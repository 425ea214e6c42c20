//! Pre-run validation of source roots.

use std::collections::HashSet;
use std::fs;
use std::path::PathBuf;

use crate::{Error, Result};

/// Check every source root before any mutation happens.
///
/// Each root must exist, be a directory, be readable, carry a resolvable
/// base name, and appear at most once. The first violation aborts the
/// whole run, so a job either starts cleanly or not at all.
///
/// Duplicates are detected by textual path equality (after the CLI's
/// trailing-separator stripping); `a` and `./a` are distinct on purpose.
pub fn validate_sources(sources: &[PathBuf]) -> Result<()> {
    let mut seen = HashSet::new();

    for source in sources {
        if !source.exists() {
            return Err(Error::SourceMissing {
                path: source.clone(),
            });
        }
        if !source.is_dir() {
            return Err(Error::SourceNotADirectory {
                path: source.clone(),
            });
        }
        if let Err(e) = fs::read_dir(source) {
            return Err(Error::SourceUnreadable {
                path: source.clone(),
                source: e,
            });
        }
        if source.file_name().is_none() {
            return Err(Error::SourceNameUnresolved {
                path: source.clone(),
            });
        }
        if !seen.insert(source.clone()) {
            return Err(Error::DuplicateSource {
                path: source.clone(),
            });
        }
    }

    Ok(())
}
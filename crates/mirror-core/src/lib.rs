//! Mirror engine for Mirror Backup
//!
//! Replicates one or more source directory trees beneath a destination
//! root, preserving structure, skipping unchanged files, versioning
//! changed files via rename-to-backup, and marking files removed from the
//! source as deleted via rename. Nothing is ever erased.
//!
//! # Architecture
//!
//! `mirror-core` sits between the CLI and the filesystem layer:
//!
//! ```text
//!     CLI
//!      |
//! mirror-core   (validation, traversal, reporting)
//!      |
//!  mirror-fs    (metadata, markers, copy/rename primitives)
//! ```
//!
//! # Example
//!
//! ```no_run
//! use mirror_core::{MirrorEngine, MirrorJob, MirrorOptions, Result};
//!
//! fn mirror_home() -> Result<()> {
//!     let job = MirrorJob::new("/backups", vec!["/home/user/docs".into()]);
//!     let report = MirrorEngine::new(MirrorOptions::default()).execute(&job)?;
//!     println!("{} new files", report.copied);
//!     Ok(())
//! }
//! ```

pub mod engine;
pub mod error;
pub mod job;
pub mod report;
pub mod validate;

pub use engine::MirrorEngine;
pub use error::{Error, Result};
pub use job::{MirrorJob, MirrorOptions};
pub use report::MirrorReport;
pub use validate::validate_sources;
//! Job description and options for a mirror run.

use std::path::PathBuf;

/// Per-run behavior switches.
///
/// Threaded immutably through the traversal; never process-global, so
/// independent jobs can carry independent options.
#[derive(Debug, Clone, Copy, Default)]
pub struct MirrorOptions {
    /// Overwrite changed files without creating a `~bak.` marker first
    pub skip_backup: bool,
    /// Ignore hidden files and directories entirely
    pub skip_hidden: bool,
    /// Classify and count every action without touching the filesystem
    pub dry_run: bool,
}

/// One mirror run: a destination root plus the ordered source roots to
/// replicate beneath it.
///
/// Jobs are ephemeral; every run re-reads the filesystem from scratch and
/// no state persists between runs beyond the destination tree itself.
#[derive(Debug, Clone)]
pub struct MirrorJob {
    /// Directory the mirrored trees are placed under
    pub dest_root: PathBuf,
    /// Source roots, mirrored in input order
    pub sources: Vec<PathBuf>,
}

impl MirrorJob {
    /// Create a new job.
    pub fn new(dest_root: impl Into<PathBuf>, sources: Vec<PathBuf>) -> Self {
        Self {
            dest_root: dest_root.into(),
            sources,
        }
    }
}
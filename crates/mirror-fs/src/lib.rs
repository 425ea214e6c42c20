//! Filesystem primitives for Mirror Backup
//!
//! Provides metadata snapshots, marker naming, and the copy/rename
//! operations the mirror engine is built on.

pub mod error;
pub mod io;
pub mod marker;
pub mod meta;

pub use error::{Error, Result};
pub use io::{copy_with_attributes, ensure_dir, rename_exclusive, sorted_entries};
pub use marker::{MARKER_PREFIX, MarkerKind, is_hidden_name, is_marker_name};
pub use meta::EntryMeta;
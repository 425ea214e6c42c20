//! Entry metadata snapshots for change detection.

use std::fs;
use std::path::Path;

use filetime::FileTime;

use crate::{Error, Result};

/// Size and modification time of a filesystem entry.
///
/// Two snapshots compare equal iff both fields match exactly, and that
/// equality is the entire change-detection policy: content is never
/// hashed or byte-compared. Two files with identical size and mtime but
/// different content are treated as unchanged.
#[derive(Debug, Clone, Copy, PartialEq, Eq)]
pub struct EntryMeta {
    /// File size in bytes
    pub size: u64,
    /// Last modification time at full platform precision
    pub mtime: FileTime,
}

impl EntryMeta {
    /// Snapshot the metadata of `path`, following symlinks.
    pub fn from_path(path: &Path) -> Result<Self> {
        let metadata = fs::metadata(path).map_err(|e| Error::io(path, e))?;
        Ok(Self {
            size: metadata.len(),
            mtime: FileTime::from_last_modification_time(&metadata),
        })
    }
}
******
Work task
Set down the data once more, exactly as shown above.

Answer area
repository 425ea214e6c42c20
//! Pre-run validation of source roots.

use std::collections::HashSet;
use std::fs;
use std::path::PathBuf;

use crate::{Error, Result};

/// Check every source root before any mutation happens.
///
/// Each root must exist, be a directory, be readable, carry a resolvable
/// base name, and appear at most once. The first violation aborts the
/// whole run, so a job either starts cleanly or not at all.
///
/// Duplicates are detected by textual path equality (after the CLI's
/// trailing-separator stripping); `a` and `./a` are distinct on purpose.
pub fn validate_sources(sources: &[PathBuf]) -> Result<()> {
    let mut seen = HashSet::new();

    for source in sources {
        if !source.exists() {
            return Err(Error::SourceMissing {
                path: source.clone(),
            });
        }
        if !source.is_dir() {
            return Err(Error::SourceNotADirectory {
                path: source.clone(),
            });
        }
        if let Err(e) = fs::read_dir(source) {
            return Err(Error::SourceUnreadable {
                path: source.clone(),
                source: e,
            });
        }
        if source.file_name().is_none() {
            return Err(Error::SourceNameUnresolved {
                path: source.clone(),
            });
        }
        if !seen.insert(source.clone()) {
            return Err(Error::DuplicateSource {
                path: source.clone(),
            });
        }
    }

    Ok(())
}
filename crates/mirror-core/src/lib.rs
//! Mirror engine for Mirror Backup
//!
//! Replicates one or more source directory trees beneath a destination
//! root, preserving structure, skipping unchanged files, versioning
//! changed files via rename-to-backup, and marking files removed from the
//! source as deleted via rename. Nothing is ever erased.
//!
//! # Architecture
//!
//! `mirror-core` sits between the CLI and the filesystem layer:
//!
//! ```text
//!     CLI
//!      |
//! mirror-core   (validation, traversal, reporting)
//!      |
//!  mirror-fs    (metadata, markers, copy/rename primitives)
//! ```
//!
//! # Example
//!
//! ```no_run
//! use mirror_core::{MirrorEngine, MirrorJob, MirrorOptions, Result};
//!
//! fn mirror_home() -> Result<()> {
//!     let job = MirrorJob::new("/backups", vec!["/home/user/docs".into()]);
//!     let report = MirrorEngine::new(MirrorOptions::default()).execute(&job)?;
//!     println!("{} new files", report.copied);
//!     Ok(())
//! }
//! ```

pub mod engine;
pub mod error;
pub mod job;
pub mod report;
pub mod validate;

pub use engine::MirrorEngine;
pub use error::{Error, Result};
pub use job::{MirrorJob, MirrorOptions};
pub use report::MirrorReport;
pub use validate::validate_sources;
//! Job description and options for a mirror run.

use std::path::PathBuf;

/// Per-run behavior switches.
///
/// Threaded immutably through the traversal; never process-global, so
/// independent jobs can carry independent options.
#[derive(Debug, Clone, Copy, Default)]
pub struct MirrorOptions {
    /// Overwrite changed files without creating a `~bak.` marker first
    pub skip_backup: bool,
    /// Ignore hidden files and directories entirely
    pub skip_hidden: bool,
    /// Classify and count every action without touching the filesystem
    pub dry_run: bool,
}

/// One mirror run: a destination root plus the ordered source roots to
/// replicate beneath it.
///
/// Jobs are ephemeral; every run re-reads the filesystem from scratch and
/// no state persists between runs beyond the destination tree itself.
#[derive(Debug, Clone)]
pub struct MirrorJob {
    /// Directory the mirrored trees are placed under
    pub dest_root: PathBuf,
    /// Source roots, mirrored in input order
    pub sources: Vec<PathBuf>,
}

impl MirrorJob {
    /// Create a new job.
    pub fn new(dest_root: impl Into<PathBuf>, sources: Vec<PathBuf>) -> Self {
        Self {
            dest_root: dest_root.into(),
            sources,
        }
    }
}
filename crates/mirror-fs/src/lib.rs
repository 425ea214e6c42c20
//! Filesystem primitives for Mirror Backup
//!
//! Provides metadata snapshots, marker naming, and the copy/rename
//! operations the mirror engine is built on.

pub mod error;
pub mod io;
pub mod marker;
pub mod meta;

pub use error::{Error, Result};
pub use io::{copy_with_attributes, ensure_dir, rename_exclusive, sorted_entries};
pub use marker::{MARKER_PREFIX, MarkerKind, is_hidden_name, is_marker_name};
pub use meta::EntryMeta;
repository 425ea214e6c42c20
//! Entry metadata snapshots for change detection.

use std::fs;
use std::path::Path;

use filetime::FileTime;

use crate::{Error, Result};

/// Size and modification time of a filesystem entry.
///
/// Two snapshots compare equal iff both fields match exactly, and that
/// equality is the entire change-detection policy: content is never
/// hashed or byte-compared. Two files with identical size and mtime but
/// different content are treated as unchanged.
#[derive(Debug, Clone, Copy, PartialEq, Eq)]
pub struct EntryMeta {
    /// File size in bytes
    pub size: u64,
    /// Last modification time at full platform precision
    pub mtime: FileTime,
}

impl EntryMeta {
    /// Snapshot the metadata of `path`, following symlinks.
    pub fn from_path(path: &Path) -> Result<Self> {
        let metadata = fs::metadata(path).map_err(|e| Error::io(path, e))?;
        Ok(Self {
            size: metadata.len(),
            mtime: FileTime::from_last_modification_time(&metadata),
        })
    }
}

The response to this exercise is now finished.